Fabrication of doxorubicin-loaded monodisperse spherical micro-mesoporous silicon particles for enhanced inhibition of cancer cell proliferation

Abstract

Spherical micro-mesoporous silicon (mSi) particles were fabricated by thermal decomposition of monosilane (SiH4) within the mesopores of monodisperse silica particles (MSP) and subsequent etching out of the template material. The thermal destruction of SiH4 occurs within the whole pore volume uniformly because in the thermal chemical vapor deposition method we developed, the limiting stage of the process in which MSP pores are filled with silicon is the reaction in which monosilane is decomposed, rather than its diffusion within template mesopores. The porosity of the mSi particles synthesized can be varied without changes in the shape and outer diameter of the particles by varying the parameters of the technological process of silane decomposition. The particles have large Brunauer-Emmett-Teller specific surface area (250–350 m2 g−1) and pore volume (0.3–0.5 cm3 g−1).

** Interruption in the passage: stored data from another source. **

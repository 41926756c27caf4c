//! # Observability & Tracing
//!
//! [`setup_tracing`] installs a global `tracing-subscriber` for the whole process.
//!
//! `RUST_LOG` wins when set; otherwise the configured level is used as the filter.
//!
//! ```bash
//! # Per-sale detail, including every request sent to an actor
//! RUST_LOG=debug cargo run
//!
//! # Only the commit protocol and durability alerts
//! RUST_LOG=stockroom::catalog_actor=info,warn cargo run
//! ```
//!
//! The `pretty` format is compact and hides module paths (`with_target(false)`); spans show
//! inline, so a sale reads as `checkout:sell: Sale committed item_id=item_1 sale_id=sale_3`.
//! The `json` format emits one object per event for log shippers. Durability failures carry
//! `reconciliation_required=true` in both.

use crate::config::{LogFormat, LoggingConfig};
use tracing_subscriber::EnvFilter;

/// Installs the global subscriber. A second call is a no-op, so tests can call it freely.
pub fn setup_tracing(config: &LoggingConfig) {
    let filter =
        EnvFilter::try_from_default_env().unwrap_or_else(|_| EnvFilter::new(&config.level));

    let installed = match config.format {
        LogFormat::Json => tracing_subscriber::fmt()
            .json()
            .with_env_filter(filter)
            .try_init(),
        LogFormat::Pretty => tracing_subscriber::fmt()
            .with_env_filter(filter)
            .with_target(false)
            .compact()
            .try_init(),
    };

    if installed.is_err() {
        tracing::debug!("Tracing subscriber already installed");
    }
}
//! # Framework Errors
//!
//! Errors raised by the actor plumbing itself, plus the boxed wrapper that carries an
//! entity's own error type back across the channel.

/// Errors that can occur within the actor framework itself.
#[derive(Debug, thiserror::Error)]
pub enum FrameworkError {
    /// The request never reached the actor: its channel is closed.
    #[error("Actor closed")]
    ActorClosed,
    /// The request was delivered but the reply channel was dropped before answering.
    #[error("Actor dropped response channel")]
    ActorDropped,
    /// The actor's mailbox stayed full for the caller's whole send window; nothing was enqueued.
    #[error("Actor mailbox full")]
    MailboxFull,
    #[error("Item not found: {0}")]
    NotFound(String),
    #[error("Entity error: {0}")]
    EntityError(Box<dyn std::error::Error + Send + Sync>),
}

impl FrameworkError {
    /// Recovers the entity's typed error from an [`FrameworkError::EntityError`].
    ///
    /// Returns `Err(self)` unchanged when this is a plumbing error or when the boxed
    /// error is of a different type.
    pub fn into_entity_error<E>(self) -> Result<E, Self>
    where
        E: std::error::Error + Send + Sync + 'static,
    {
        match self {
            FrameworkError::EntityError(boxed) => boxed
                .downcast::<E>()
                .map(|e| *e)
                .map_err(FrameworkError::EntityError),
            other => Err(other),
        }
    }

    /// True when the actor may have processed the request even though no reply arrived.
    pub fn is_ambiguous(&self) -> bool {
        matches!(self, FrameworkError::ActorDropped)
    }
}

For the first time the obtained submicron spherical porous silicon particles are monodisperse with a size scatter not exceeding 10%, which provides the identity of their hydrodynamic and adsorption properties so important for biomedical applications. We introduced the cytostatic drug doxorubicin (DOX) into mSi pores by the physical adsorption method. It was shown that DOX is desorbed from the mSi pores and penetrates into K-562 cancer cells, with local DOX concentration maxima observed in the intracellular space. The cytotoxicity of the mSi and mSi/DOX particles was studied, and the inhibition capacities of the cancer-cell proliferation by doxorubicin adsorbed by mSi particles and a DOX solution were compared in vitro. It was shown that the half-maximal inhibitory concentration (IC50) is four times lower under the action of DOX-loaded mSi particles as compared with free doxorubicin.